Esperanza Aguirre, presidenta de la Comunidad de Madrid, acudió este lunes al remozado plató de Espejo Público de Susanna Griso para analizar la situación de la Comunidad de Madrid. En primer lugar, Aguirre expresó su opinión acerca de los candidatos a las primarias del PSM. "No veo diferencias entre Tomás Gómez y Trinidad Jiménez, ambos son criaturas de Zapatero", aseguró la presidenta madrileña.

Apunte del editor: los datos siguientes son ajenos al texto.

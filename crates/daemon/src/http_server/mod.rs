use axum::body::Body;
use axum::http::{header, StatusCode, Uri};
use axum::response::{IntoResponse, Response};
use axum::routing::get;
use axum::Router;
use rust_embed::RustEmbed;
use tokio::sync::watch;
use tower_http::trace::TraceLayer;
use tower_http::trace::{DefaultOnFailure, DefaultOnResponse};
use tower_http::LatencyUnit;

pub mod api;
mod config;
mod handlers;
mod health;
mod html;
mod listing;

pub use config::Config;
pub use listing::Listing;

use crate::ServiceState;

const API_PREFIX: &str = "/api";
const STATUS_PREFIX: &str = "/_status";

#[derive(RustEmbed)]
#[folder = "static"]
struct StaticAssets;

async fn static_handler(uri: Uri) -> Response {
    let path = uri
        .path()
        .trim_start_matches('/')
        .trim_start_matches("static/");

    match StaticAssets::get(path) {
        Some(content) => {
            let mime = mime_guess::from_path(path).first_or_octet_stream();
            (
                StatusCode::OK,
                [(header::CONTENT_TYPE, mime.as_ref().to_string())],
                Body::from(content.data.into_owned()),
            )
                .into_response()
        }
        None => (StatusCode::NOT_FOUND, "Not Found").into_response(),
    }
}

/// Build the full application router: bucket pages, the JSON API, health
/// probes and static assets.
pub fn router(config: &Config, state: ServiceState) -> Router {
    let log_level = config.log_level;
    let trace_layer = TraceLayer::new_for_http()
        .on_response(
            DefaultOnResponse::new()
                .include_headers(false)
                .level(log_level)
                .latency_unit(LatencyUnit::Micros),
        )
        .on_failure(DefaultOnFailure::new().latency_unit(LatencyUnit::Micros));

    Router::new()
        .nest(STATUS_PREFIX, health::router(state.clone()))
        .nest(API_PREFIX, api::router(state.clone()))
        .route("/static/*path", get(static_handler))
        .merge(html::router(state.clone()))
        .fallback(handlers::not_found_handler)
        .with_state(state)
        .layer(trace_layer)
}

/// Serve the bucket browser until `shutdown_rx` fires.
pub async fn run_app(
    config: Config,
    state: ServiceState,
    mut shutdown_rx: watch::Receiver<()>,
) -> Result<(), HttpServerError> {
    let listen_addr = config.listen_addr;
    let browse_url = config.browse_url.clone();
    let app_router = router(&config, state);

    let listener = tokio::net::TcpListener::bind(listen_addr).await?;
    tracing::info!(addr = ?listen_addr, url = %browse_url, "Server started");

    axum::serve(listener, app_router)
        .with_graceful_shutdown(async move {
            let _ = shutdown_rx.changed().await;
        })
        .await?;

    Ok(())
}

#[derive(Debug, thiserror::Error)]
pub enum HttpServerError {
    #[error("an error occurred running the HTTP server: {0}")]
    ServingFailed(#[from] std::io::Error),
}
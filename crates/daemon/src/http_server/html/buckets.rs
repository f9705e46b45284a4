use askama::Template;
use axum::extract::{Path, State};
use axum::http::StatusCode;
use axum::response::{Html, IntoResponse, Response};
use tracing::instrument;

use common::prelude::{Breadcrumb, BucketPath};

use crate::http_server::listing::Listing;
use crate::ServiceState;

#[derive(Template)]
#[template(path = "pages/buckets.html")]
pub struct BucketsTemplate {
    pub bucket_path: String,
    pub breadcrumbs: Vec<Breadcrumb>,
    pub error: Option<String>,
    pub rows: Vec<BucketRow>,
}

#[derive(Debug, Clone)]
pub struct BucketRow {
    pub key: String,
    pub value: String,
    pub is_nested: bool,
    pub link: String,
}

impl From<&Listing> for BucketsTemplate {
    fn from(listing: &Listing) -> Self {
        let rows = listing
            .details()
            .iter()
            .map(|detail| BucketRow {
                key: detail.key.clone(),
                value: detail.value.clone(),
                is_nested: detail.is_nested,
                link: listing.path.child_link(&detail.key),
            })
            .collect();

        Self {
            bucket_path: listing.path.to_string(),
            breadcrumbs: listing.path.breadcrumbs(),
            error: listing.error_message(),
            rows,
        }
    }
}

#[instrument(skip(state))]
pub async fn root_handler(State(state): State<ServiceState>) -> Response {
    render(&Listing::load(&state, BucketPath::root()).await)
}

#[instrument(skip(state))]
pub async fn handler(
    State(state): State<ServiceState>,
    Path(bucket_path): Path<String>,
) -> Response {
    render(&Listing::load(&state, BucketPath::parse(bucket_path)).await)
}

/// Logical failures are part of the page and still answer 200; only a
/// failure to render the page itself is a 500.
fn render(listing: &Listing) -> Response {
    match BucketsTemplate::from(listing).render() {
        Ok(body) => (StatusCode::OK, Html(body)).into_response(),
        Err(e) => {
            tracing::error!("failed to render bucket page: {}", e);
            (StatusCode::INTERNAL_SERVER_ERROR, e.to_string()).into_response()
        }
    }
}
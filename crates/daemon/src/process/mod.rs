pub mod utils;

use std::time::Duration;

use tokio::sync::watch;
use tokio::time::timeout;
use tracing_subscriber::layer::SubscriberExt;
use tracing_subscriber::util::SubscriberInitExt;
use tracing_subscriber::{EnvFilter, Layer};

const FINAL_SHUTDOWN_TIMEOUT: Duration = Duration::from_secs(30);

use crate::http_server;
use crate::{ServiceConfig, ServiceState};

/// Handle for gracefully shutting down the browser service.
pub struct ShutdownHandle {
    graceful_waiter: tokio::task::JoinHandle<()>,
    server: tokio::task::JoinHandle<()>,
    shutdown_tx: watch::Sender<()>,
}

impl ShutdownHandle {
    /// Block until the service shuts down (via signal or explicit shutdown).
    pub async fn wait(self) {
        let ShutdownHandle {
            graceful_waiter,
            mut server,
            shutdown_tx,
        } = self;
        let mut shutdown_rx = shutdown_tx.subscribe();

        tokio::select! {
            _ = graceful_waiter => {}
            _ = shutdown_rx.changed() => {}
            // server exited on its own (e.g. failed to bind)
            _ = &mut server => return,
        }

        if timeout(FINAL_SHUTDOWN_TIMEOUT, server).await.is_err() {
            tracing::error!(
                "Failed to shut down within {} seconds",
                FINAL_SHUTDOWN_TIMEOUT.as_secs()
            );
            std::process::exit(4);
        }
    }

    /// Trigger shutdown programmatically.
    pub fn shutdown(&self) {
        let _ = self.shutdown_tx.send(());
    }
}

/// Initialize logging, panic handler, and build info reporting.
/// Returns guards that must be kept alive for the duration of the program.
fn init_logging(
    service_config: &ServiceConfig,
) -> Vec<tracing_appender::non_blocking::WorkerGuard> {
    use tracing_subscriber::fmt::format::FmtSpan;

    let mut guards = Vec::new();

    let (stdout_writer, stdout_guard) = tracing_appender::non_blocking(std::io::stdout());
    guards.push(stdout_guard);

    let stdout_env_filter = EnvFilter::builder()
        .with_default_directive(service_config.log_level.into())
        .from_env_lossy();

    let stdout_layer = tracing_subscriber::fmt::layer()
        .compact()
        .with_writer(stdout_writer)
        .with_filter(stdout_env_filter);

    if let Some(log_dir) = &service_config.log_dir {
        if let Err(e) = std::fs::create_dir_all(log_dir) {
            eprintln!(
                "Warning: Failed to create log directory {:?}: {}",
                log_dir, e
            );
        }

        let file_appender = tracing_appender::rolling::daily(log_dir, "boltview.log");
        let (file_writer, file_guard) = tracing_appender::non_blocking(file_appender);
        guards.push(file_guard);

        let file_env_filter = EnvFilter::builder()
            .with_default_directive(service_config.log_level.into())
            .from_env_lossy();

        let file_layer = tracing_subscriber::fmt::layer()
            .with_writer(file_writer)
            .with_ansi(false)
            .with_span_events(FmtSpan::CLOSE)
            .with_filter(file_env_filter);

        tracing_subscriber::registry()
            .with(stdout_layer)
            .with(file_layer)
            .init();
    } else {
        tracing_subscriber::registry().with(stdout_layer).init();
    }

    utils::register_panic_logger();
    utils::report_build_info();

    guards
}

/// Open the store and build service state, exiting on error.
async fn create_state(service_config: &ServiceConfig) -> ServiceState {
    match ServiceState::from_config(service_config).await {
        Ok(state) => state,
        Err(e) => {
            tracing::error!("error creating server state: {}", e);
            std::process::exit(3);
        }
    }
}

/// Open the store and spawn the HTTP server, returning the state handle.
///
/// The store stays open until the server task finishes and the returned
/// state is dropped as well.
pub async fn start_service(service_config: &ServiceConfig) -> (ServiceState, ShutdownHandle) {
    let (graceful_waiter, shutdown_tx, shutdown_rx) = match utils::graceful_shutdown_blocker() {
        Ok(parts) => parts,
        Err(e) => {
            tracing::error!("failed to install signal handlers: {}", e);
            std::process::exit(2);
        }
    };
    let state = create_state(service_config).await;

    let listen_addr = service_config.listen_addr;
    let server_state = state.clone();
    let server_config = http_server::Config::new(listen_addr, service_config.log_level);
    let server = tokio::spawn(async move {
        if let Err(e) = http_server::run_app(server_config, server_state, shutdown_rx).await {
            tracing::error!("HTTP server error: {}", e);
        }
        tracing::info!("HTTP server stopped");
    });

    let handle = ShutdownHandle {
        graceful_waiter,
        server,
        shutdown_tx,
    };

    (state, handle)
}

/// Opens the store and serves the browser UI.
/// Blocks until a shutdown signal is received.
pub async fn spawn_service(service_config: &ServiceConfig) {
    let _guards = init_logging(service_config);
    let (state, handle) = start_service(service_config).await;
    handle.wait().await;

    // the server task has finished, so this is the last handle on the store
    drop(state);
    tracing::info!("store closed");
}
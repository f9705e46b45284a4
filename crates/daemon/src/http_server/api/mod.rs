use axum::Router;
use http::header::{ACCEPT, ORIGIN};
use http::Method;
use tower_http::cors::{Any, CorsLayer};

pub mod v0;

use crate::ServiceState;

pub fn router(state: ServiceState) -> Router<ServiceState> {
    let cors_layer = CorsLayer::new()
        .allow_methods(vec![Method::GET])
        .allow_headers(vec![ACCEPT, ORIGIN])
        .allow_origin(Any)
        .allow_credentials(false);

    Router::new()
        .nest("/v0", v0::router(state.clone()))
        .with_state(state)
        .layer(cors_layer)
}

En cuanto a su relación con Jiménez y Gómez, Aguirre entiende que "es la que se puede tener con un adversario político, pero cordial". Al preguntarle si cree que el proceso de primarias del PSM reforzará su propia candidatura, en detrimento de los socialistas, Aguirre respondió: "Yo no hablo de los problemas de los otros partidos, que bastante tengo con lo mío". La presidenta madrileña cree que "el Partido Popular sigue siendo el favorito en la Comunidad de Madrid, ya que el electorado no entiende a Zapatero, pues ha despreciado a Madrid".
Pero también Esperanza Aguirre abordó cuestiones muy puntuales con revelaciones importantes en una entrevista de gran interés:
- Bibiana Aído, desaparecida. "La señora Aído, ministra de la Igualdad –que yo ya dije cuando la nombraron que por qué no hacíamos un Ministerio de la Bondad, inútil total–, no apareció hasta que no se hizo visible el conflicto de Melilla por la visita de José María Aznar".
- La llamada de Aznar a Rajoy. Destacó que Aznar comunicó al presidente del PP, Mariano Rajoy, su intención de acudir a Melilla y ha considerado que lo que no tenía que hacer era "pedirle permiso al Gobierno para desplazarse por territorio nacional". "Rajoy estaba informado de que Aznar iba a visitar Melilla y le pareció muy bien. De hecho, lo ha declarado él", dijo Aguirre, quien ha recordado que el ex presidente se encontraba en Málaga antes de iniciar el viaje.
- Cinco notas sin respuesta. "La visita de Aznar quizá hizo visible el conflicto de Melilla", ha reiterado. La presidenta madrileña ha desvelado que en los días en que se produjo el conflicto mantuvo una conversación con su homólogo melillense, Juan José Imbroda, quien le comentó que estaba "verdaderamente sorprendido" porque Marruecos había enviado cinco notas diplomáticas y España no las había respondido.
- Zapatero ignora a Imbroda. "Hablé con el presidente autonómico de Melilla, al que por cierto el Gobierno no se ha dirigido a lo largo de toda esta crisis, y estaba verdaderamente sorprendido de que Marruecos hubiera hecho cinco notas diplomáticas diciendo que los insultos más graves a las chicas policías españolas eran unos ataques a los marroquíes que querían pasar la frontera y esas cinco notas no habían sido contestadas. El señor Moratinos estaba desparecido", subrayó.
- No humillarse ante Rabat. Sobre los incidentes ocurridos en El Aaiún, dijo que, en este caso, lo que no debería hacer España es "pedir perdón" a Marruecos. "No soy una experta diplomática, pero creo que evidentemente, como ha dicho muy bien nuestro portavoz, Esteban González Pons, lo que no tiene que hacer es ir a pedir perdón".
- Cumplir con la ONU y ayudar a Marruecos. Insistió en que es necesario que se cumplan las resolución de la ONU sobre el Sáhara Occidental del mismo que se cumplen para otros asuntos y ha estimado que España "tendría que ayudar a Marruecos" a dar "pasos adelante" en su desarrollo económico, social, político y de libertades. "Realmente creo que es un país lleno de posibilidades turísticas, económicas, de recursos naturales que, sin embargo, tiene una renta per cápita 10 veces inferior a la de España.
- La "cupulilla" de Rubalcaba. Sobre si ve que el ministro del Interior, Alfredo Pérez Rubalcaba, es un "peligro para el Estado de Derecho", como se ha dicho desde Génova, Aguirre ha recalcado que la policía depende de él y, en ocasiones, "está haciendo ciertas cosas en contra del PP" que, a su juicio son "impresentables", por lo que discrepa de ellas, en referencia a "una cierta cupulilla que se dedica a filtrar informes siempre al mismo medio de comunicación". "Que las sepa Rubalcaba y las ordene o no, eso lo desconozco".